## Task to complete
Every line containing the word "received" is to be copied from the data below.

Stored items
══════════

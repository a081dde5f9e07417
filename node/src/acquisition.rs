//! The acquisition loop: the node's core state machine.
//!
//! One operational cycle reads every sensor into a fresh reading vector,
//! uplinks the encoded frame, listens briefly for a configuration
//! downlink, persists any update, and sleeps for the currently configured
//! interval. The loop runs on a single logical thread; the only
//! suspension points are the bounded waits named below.

use std::time::Duration;

use log::{error, info, warn};

use etwatch_common::downlink::{self, DownlinkCommand};

use crate::config::{ConfigStore, JoinCredentials, NodeConfig};
use crate::delay::Delay;
use crate::error::JoinError;
use crate::leds::{LedColor, StatusLed};
use crate::link::{LinkManager, Radio, DEFAULT_MAX_JOIN_RETRIES};
use crate::sensors::SensorBank;

/// Grace period between the uplink and the downlink receive window.
pub const DOWNLINK_GRACE_PERIOD: Duration = Duration::from_secs(4);

/// How long one downlink receive may poll before giving up.
pub const DOWNLINK_RECEIVE_TIMEOUT: Duration = Duration::from_secs(1);

/// How long error indications stay visible on the LED.
const ERROR_HOLD: Duration = Duration::from_secs(5);

/// Control states of the loop.
#[derive(Debug, Copy, Clone, PartialEq, Eq)]
enum State {
    Init,
    Joining,
    Operational,
}

/// Drives one node session: init, join, then operational cycles forever.
pub struct AcquisitionLoop<R: Radio, L: StatusLed, D: Delay> {
    link: LinkManager<R>,
    bank: SensorBank,
    store: ConfigStore,
    led: L,
    delay: D,
    credentials: JoinCredentials,
    max_join_retries: u32,
    /// Current configuration. Single writer: only this loop mutates it.
    config: NodeConfig,
}

impl<R: Radio, L: StatusLed, D: Delay> AcquisitionLoop<R, L, D> {
    pub fn new(
        link: LinkManager<R>,
        bank: SensorBank,
        store: ConfigStore,
        led: L,
        delay: D,
        credentials: JoinCredentials,
    ) -> Self {
        Self {
            link,
            bank,
            store,
            led,
            delay,
            credentials,
            max_join_retries: DEFAULT_MAX_JOIN_RETRIES,
            config: NodeConfig::default(),
        }
    }

    /// Override the join retry ceiling.
    pub fn with_max_join_retries(mut self, max_join_retries: u32) -> Self {
        self.max_join_retries = max_join_retries;
        self
    }

    /// The currently active sleep interval.
    pub fn sleep_time(&self) -> Duration {
        Duration::from_secs(u64::from(self.config.sleep_time))
    }

    /// Drive the state machine forever.
    ///
    /// Returns only on the fatal join path; recovery (reset or deep
    /// sleep) is up to the caller.
    pub fn run(&mut self) -> Result<(), JoinError> {
        let mut state = State::Init;
        loop {
            state = match state {
                State::Init => {
                    self.init();
                    State::Joining
                }
                State::Joining => {
                    self.link.join(
                        &self.credentials,
                        self.max_join_retries,
                        &mut self.led,
                        &mut self.delay,
                    )?;
                    State::Operational
                }
                State::Operational => {
                    self.run_cycle();
                    State::Operational
                }
            };
        }
    }

    /// Load the persisted config and surface boot-time sensor state.
    fn init(&mut self) {
        self.config = self.store.load();
        info!("sleep interval: {}s", self.config.sleep_time);
        if !self.bank.has_spectral() {
            // One-time indication; the node keeps running with the
            // optical and temperature fields sentineled.
            error!("optical subsystem unavailable");
            self.show_error();
        }
    }

    /// One operational cycle.
    fn run_cycle(&mut self) {
        let reading = self.bank.acquire();
        info!(
            "reading: adc0={} spectral={:?} temp={} battery={}",
            reading.adc_ch0, reading.spectral, reading.temperature, reading.battery_scaled
        );

        if let Err(e) = self.link.send(&reading.encode()) {
            warn!("uplink failed: {}", e);
            self.show_error();
        }

        self.delay.delay(DOWNLINK_GRACE_PERIOD);
        match self.link.receive(DOWNLINK_RECEIVE_TIMEOUT) {
            Ok(Some(frame)) => self.apply_downlink(&frame),
            Ok(None) => {}
            Err(e) => {
                warn!("downlink receive failed: {}", e);
                self.show_error();
            }
        }

        self.led.set(LedColor::Off);
        self.delay.delay(self.sleep_time());
    }

    /// Apply a received downlink frame and persist the configuration.
    ///
    /// The config file is rewritten on every received frame, recognized
    /// command or not.
    fn apply_downlink(&mut self, frame: &[u8]) {
        info!("downlink received ({} bytes)", frame.len());
        if let Some(DownlinkCommand::SetSleepInterval(seconds)) = downlink::decode(frame) {
            self.config.sleep_time = seconds;
            info!("new sleep time: {}s", seconds);
        }
        if let Err(e) = self.store.save(&self.config) {
            warn!("could not persist config: {}", e);
        }
    }

    fn show_error(&mut self) {
        self.led.set(LedColor::Red);
        self.delay.delay(ERROR_HOLD);
        self.led.set(LedColor::Off);
    }
}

══════════

## Result for this exercise
    /// Apply a received downlink frame and persist the configuration.
    /// The config file is rewritten on every received frame, recognized
        info!("downlink received ({} bytes)", frame.len());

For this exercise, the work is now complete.